[[ Supplied records, beginning ]]

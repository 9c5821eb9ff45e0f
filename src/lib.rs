//! Test-execution harness for kernel regression tests.
//!
//! A test program builds a [`TestContext`] from its arguments, installs
//! fault handling, creates a scratch workspace and loops its body, reporting
//! every checkpoint as an [`Outcome`]. Namespace tests run their child logic
//! through an [`IsolationRunner`], which keeps "could not isolate" apart from
//! "the child's checks failed".

pub mod cli;
pub mod context;
pub mod environment;
pub mod handshake;
pub mod isolation;
pub mod looping;
pub mod namespaces;
pub mod results;
pub mod scripts;
pub mod signals;
pub mod syscall;
pub mod workspace;

pub use cli::{Config, ConfigParser, OptionSpec, ParseError};
pub use context::TestContext;
pub use environment::Environment;
pub use handshake::{HandshakeChannel, HandshakeError, SetupResultChannel};
pub use isolation::{
    ChildExit, ChildProcess, IsolationError, IsolationRunner, IsolationStrategy, KernelBackend,
    NamespaceBackend, RunOutcome,
};
pub use looping::LoopState;
pub use namespaces::{Namespace, NamespaceSet};
pub use results::{Flow, Outcome, OutputMode, ResultAggregator, ResultKind};
pub use scripts::{ScriptError, ScriptRunner};
pub use signals::{ForkMode, SignalError, SignalTable};
pub use syscall::{capture, SyscallResult, TimingStats};
pub use workspace::{TempWorkspace, WorkspaceError};

use tracing_subscriber::{fmt, prelude::*, EnvFilter};

/// Installs the stderr log subscriber, filtered by `RUST_LOG`.
///
/// Result lines go to stdout and are not affected. Calling this more than
/// once is harmless.
pub fn init_tracing() {
    let _ = tracing_subscriber::registry()
        .with(fmt::layer().with_writer(std::io::stderr))
        .with(EnvFilter::from_default_env())
        .try_init();
}
use clap::error::ErrorKind;
use clap::{value_parser, Arg, ArgAction, ArgMatches, Command};
use std::collections::BTreeMap;
use std::ffi::OsString;
use std::time::Duration;
use thiserror::Error;
use tracing::debug;

use crate::environment::Environment;
use crate::results::OutputMode;

#[derive(Debug, Error, PartialEq, Eq)]
pub enum ParseError {
    /// `-h` was given; carries the rendered help text.
    #[error("{0}")]
    Help(String),
    #[error("{0}")]
    Invalid(String),
    #[error("invalid option pattern \"{0}\" (expected one letter, optionally followed by ':')")]
    InvalidPattern(&'static str),
    #[error("option -{0} is declared more than once")]
    DuplicateOption(char),
    #[error("argument for -{letter} must be a non-negative number, got \"{value}\"")]
    BadValue { letter: char, value: String },
    #[error("invalid argument for -{letter}: {message}")]
    Validation { letter: char, message: String },
}

/// A test-specific switch.
///
/// `pattern` is one ASCII letter or digit, followed by `:` when the switch
/// takes an argument, as in `getopt`.
#[derive(Debug, Clone, Copy)]
pub struct OptionSpec {
    pub pattern: &'static str,
    pub help: &'static str,
    pub validate: Option<fn(&str) -> Result<(), String>>,
}

impl OptionSpec {
    pub const fn new(pattern: &'static str, help: &'static str) -> Self {
        Self {
            pattern,
            help,
            validate: None,
        }
    }

    /// Checks the switch's argument before a [`Config`] is produced.
    pub const fn validator(self, validate: fn(&str) -> Result<(), String>) -> Self {
        Self {
            validate: Some(validate),
            ..self
        }
    }

    pub fn letter(&self) -> Option<char> {
        self.pattern.chars().next()
    }

    pub fn takes_arg(&self) -> bool {
        self.pattern.ends_with(':')
    }

    fn check(&self) -> Result<char, ParseError> {
        let mut chars = self.pattern.chars();
        let letter = chars
            .next()
            .filter(char::is_ascii_alphanumeric)
            .ok_or(ParseError::InvalidPattern(self.pattern))?;
        match chars.as_str() {
            "" | ":" => Ok(letter),
            _ => Err(ParseError::InvalidPattern(self.pattern)),
        }
    }
}

/// The standard switches every test understands.
#[derive(Debug, Clone, Copy, PartialEq, Eq)]
enum Standard {
    Copies,
    Iterations,
    Duration,
    Pause,
    Delay,
    Errno,
    Timing,
    NoFunctional,
    Help,
}

impl Standard {
    const ALL: [Standard; 9] = [
        Self::Copies,
        Self::Iterations,
        Self::Duration,
        Self::Pause,
        Self::Delay,
        Self::Errno,
        Self::Timing,
        Self::NoFunctional,
        Self::Help,
    ];

    fn letter(self) -> char {
        match self {
            Self::Copies => 'c',
            Self::Iterations => 'i',
            Self::Duration => 'I',
            Self::Pause => 'p',
            Self::Delay => 'P',
            Self::Errno => 'e',
            Self::Timing => 't',
            Self::NoFunctional => 'f',
            Self::Help => 'h',
        }
    }

    fn id(self) -> &'static str {
        match self {
            Self::Copies => "copies",
            Self::Iterations => "iterations",
            Self::Duration => "duration",
            Self::Pause => "pause",
            Self::Delay => "delay",
            Self::Errno => "errno",
            Self::Timing => "timing",
            Self::NoFunctional => "no-functional",
            Self::Help => "help",
        }
    }

    fn arg(self) -> Arg {
        let arg = Arg::new(self.id()).short(self.letter());
        match self {
            Self::Copies => arg
                .value_name("N")
                .value_parser(value_parser!(u32).range(1..))
                .help("Run N copies concurrently"),
            Self::Iterations => arg
                .value_name("N")
                .value_parser(value_parser!(u32))
                .help("Execute the test N times"),
            Self::Duration => arg
                .value_name("SECS")
                .allow_negative_numbers(true)
                .help("Execute the test for SECS seconds (overrides -i)"),
            Self::Pause => arg
                .action(ArgAction::SetTrue)
                .help("Pause for SIGUSR1 before starting"),
            Self::Delay => arg
                .value_name("SECS")
                .allow_negative_numbers(true)
                .help("Pause SECS seconds between iterations"),
            Self::Errno => arg
                .action(ArgAction::SetTrue)
                .help("Turn on errno logging"),
            Self::Timing => arg
                .action(ArgAction::SetTrue)
                .help("Turn on syscall timing"),
            Self::NoFunctional => arg
                .action(ArgAction::SetTrue)
                .help("Turn off functional testing"),
            Self::Help => arg.action(ArgAction::Help).help("Show this help screen"),
        }
    }
}

/// Parsed run configuration.
#[derive(Debug, Clone, PartialEq)]
pub struct Config {
    pub copies: u32,
    pub iterations: u32,
    pub duration: Option<Duration>,
    pub pause: bool,
    pub delay: Option<Duration>,
    pub errno_logging: bool,
    pub timing: bool,
    /// Cleared by `-f`: check only that calls succeed, not their effects.
    pub functional: bool,
    pub output: OutputMode,
    pub operands: Vec<String>,
    pub(crate) options: BTreeMap<char, Option<String>>,
}

impl Default for Config {
    fn default() -> Self {
        Self {
            copies: 1,
            iterations: 1,
            duration: None,
            pause: false,
            delay: None,
            errno_logging: false,
            timing: false,
            functional: true,
            output: OutputMode::default(),
            operands: Vec::new(),
            options: BTreeMap::new(),
        }
    }
}

impl Config {
    /// Whether the test-specific switch `letter` was given.
    pub fn flag(&self, letter: char) -> bool {
        self.options.contains_key(&letter)
    }

    /// Argument of the test-specific switch `letter`, if given.
    pub fn arg(&self, letter: char) -> Option<&str> {
        self.options.get(&letter).and_then(|v| v.as_deref())
    }
}

/// Parses the standard switches merged with a test's own option table.
///
/// A test option whose letter matches a standard switch turns that switch
/// off: it is then recognized neither as standard nor as the test's own.
/// Settings missing from the command line fall back to `USC_*` variables
/// in the environment.
#[derive(Debug, Clone)]
pub struct ConfigParser<'a> {
    name: &'static str,
    options: &'a [OptionSpec],
    env: Environment,
}

impl<'a> ConfigParser<'a> {
    pub fn new(name: &'static str, options: &'a [OptionSpec]) -> Self {
        Self {
            name,
            options,
            env: Environment::from_process(),
        }
    }

    pub fn with_environment(mut self, env: Environment) -> Self {
        self.env = env;
        self
    }

    /// Parses `args`, whose first element is the program name.
    ///
    /// # Returns
    /// * `Result<Config, ParseError>` - The configuration, or a description
    ///   of what was wrong. Nothing partial is returned on error.
    pub fn parse<I, T>(&self, args: I) -> Result<Config, ParseError>
    where
        I: IntoIterator<Item = T>,
        T: Into<OsString> + Clone,
    {
        let (command, enabled, own) = self.command()?;
        let matches = command.try_get_matches_from(args).map_err(|e| match e.kind() {
            ErrorKind::DisplayHelp => ParseError::Help(e.render().to_string()),
            _ => ParseError::Invalid(first_line(&e.render().to_string())),
        })?;

        let mut config = Config::default();
        let given = |s: Standard| enabled.contains(&s) && matches.contains_id(s.id());

        if given(Standard::Copies) {
            config.copies = matches.get_one::<u32>(Standard::Copies.id()).copied().unwrap_or(1);
        } else if let Some(copies) = self.env.parse::<u32>("USC_COPIES").filter(|c| *c > 0) {
            config.copies = copies;
        }

        if given(Standard::Iterations) {
            config.iterations = matches
                .get_one::<u32>(Standard::Iterations.id())
                .copied()
                .unwrap_or(1);
        } else if let Some(iterations) = self.env.parse::<u32>("USC_ITERATIONS") {
            config.iterations = iterations;
        }

        config.duration = if given(Standard::Duration) {
            seconds_arg(&matches, Standard::Duration)?
        } else {
            self.env_seconds("USC_LOOP_WALLTIME")
                .or_else(|| self.env_seconds("USC_DURATION"))
        };

        config.delay = if given(Standard::Delay) {
            seconds_arg(&matches, Standard::Delay)?
        } else {
            self.env_seconds("USC_LOOP_DELAY")
        };

        config.pause = enabled.contains(&Standard::Pause) && matches.get_flag(Standard::Pause.id());
        config.errno_logging =
            enabled.contains(&Standard::Errno) && matches.get_flag(Standard::Errno.id());
        config.timing = enabled.contains(&Standard::Timing) && matches.get_flag(Standard::Timing.id());
        let no_functional = enabled.contains(&Standard::NoFunctional)
            && matches.get_flag(Standard::NoFunctional.id());
        config.functional = !(no_functional || self.env.contains("USC_NO_FUNC_CHECK"));

        for spec in own {
            let letter = spec.check()?;
            if spec.takes_arg() {
                if let Some(value) = matches.get_one::<String>(spec.pattern) {
                    if let Some(validate) = spec.validate {
                        validate(value)
                            .map_err(|message| ParseError::Validation { letter, message })?;
                    }
                    config.options.insert(letter, Some(value.clone()));
                }
            } else if matches.get_flag(spec.pattern) {
                config.options.insert(letter, None);
            }
        }

        config.operands = matches
            .get_many::<String>("operands")
            .map(|vals| vals.cloned().collect())
            .unwrap_or_default();
        config.output = OutputMode::from_setting(self.env.get("TOUTPUT"));

        debug!(?config, "parsed options");
        Ok(config)
    }

    /// Help screen listing standard and test-specific switches.
    pub fn help(&self) -> Result<String, ParseError> {
        let (mut command, _, _) = self.command()?;
        Ok(command.render_help().to_string())
    }

    /// Builds the clap command, returning which standard switches survive
    /// and which test options are active.
    fn command(&self) -> Result<(Command, Vec<Standard>, Vec<&'a OptionSpec>), ParseError> {
        let mut letters: Vec<char> = Vec::with_capacity(self.options.len());
        for spec in self.options {
            let letter = spec.check()?;
            if letters.contains(&letter) {
                return Err(ParseError::DuplicateOption(letter));
            }
            letters.push(letter);
        }

        let enabled: Vec<Standard> = Standard::ALL
            .into_iter()
            .filter(|s| !letters.contains(&s.letter()))
            .collect();
        let own: Vec<&'a OptionSpec> = self
            .options
            .iter()
            .filter(|spec| {
                spec.letter()
                    .is_some_and(|l| !Standard::ALL.iter().any(|s| s.letter() == l))
            })
            .collect();
        for disabled in Standard::ALL.iter().filter(|s| !enabled.contains(s)) {
            debug!("standard option -{} disabled by test", disabled.letter());
        }

        let mut command = Command::new(self.name)
            .disable_help_flag(true)
            .disable_version_flag(true)
            .args_override_self(true);
        for standard in &enabled {
            command = command.arg(standard.arg());
        }
        for spec in &own {
            let letter = spec.check()?;
            let arg = Arg::new(spec.pattern).short(letter).help(spec.help);
            command = command.arg(if spec.takes_arg() {
                arg.value_name("ARG").action(ArgAction::Set)
            } else {
                arg.action(ArgAction::SetTrue)
            });
        }
        command = command.arg(
            Arg::new("operands")
                .value_name("OPERANDS")
                .num_args(0..)
                .action(ArgAction::Append),
        );

        Ok((command, enabled, own))
    }

    fn env_seconds(&self, key: &str) -> Option<Duration> {
        self.env
            .parse::<f64>(key)
            .and_then(|secs| Duration::try_from_secs_f64(secs).ok())
    }
}

fn seconds_arg(matches: &ArgMatches, standard: Standard) -> Result<Option<Duration>, ParseError> {
    let Some(raw) = matches.get_one::<String>(standard.id()) else {
        return Ok(None);
    };
    let bad = || ParseError::BadValue {
        letter: standard.letter(),
        value: raw.clone(),
    };
    let secs: f64 = raw.trim().parse().map_err(|_| bad())?;
    Duration::try_from_secs_f64(secs).map(Some).map_err(|_| bad())
}

fn first_line(rendered: &str) -> String {
    rendered
        .lines()
        .next()
        .unwrap_or_default()
        .trim_start_matches("error: ")
        .to_string()
}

[[ Supplied records, end ]]

Assignment> When a line in the material above holds the word "tests", copy that line.

Result>
//! Test-execution harness for kernel regression tests.
//! every checkpoint as an [`Outcome`]. Namespace tests run their child logic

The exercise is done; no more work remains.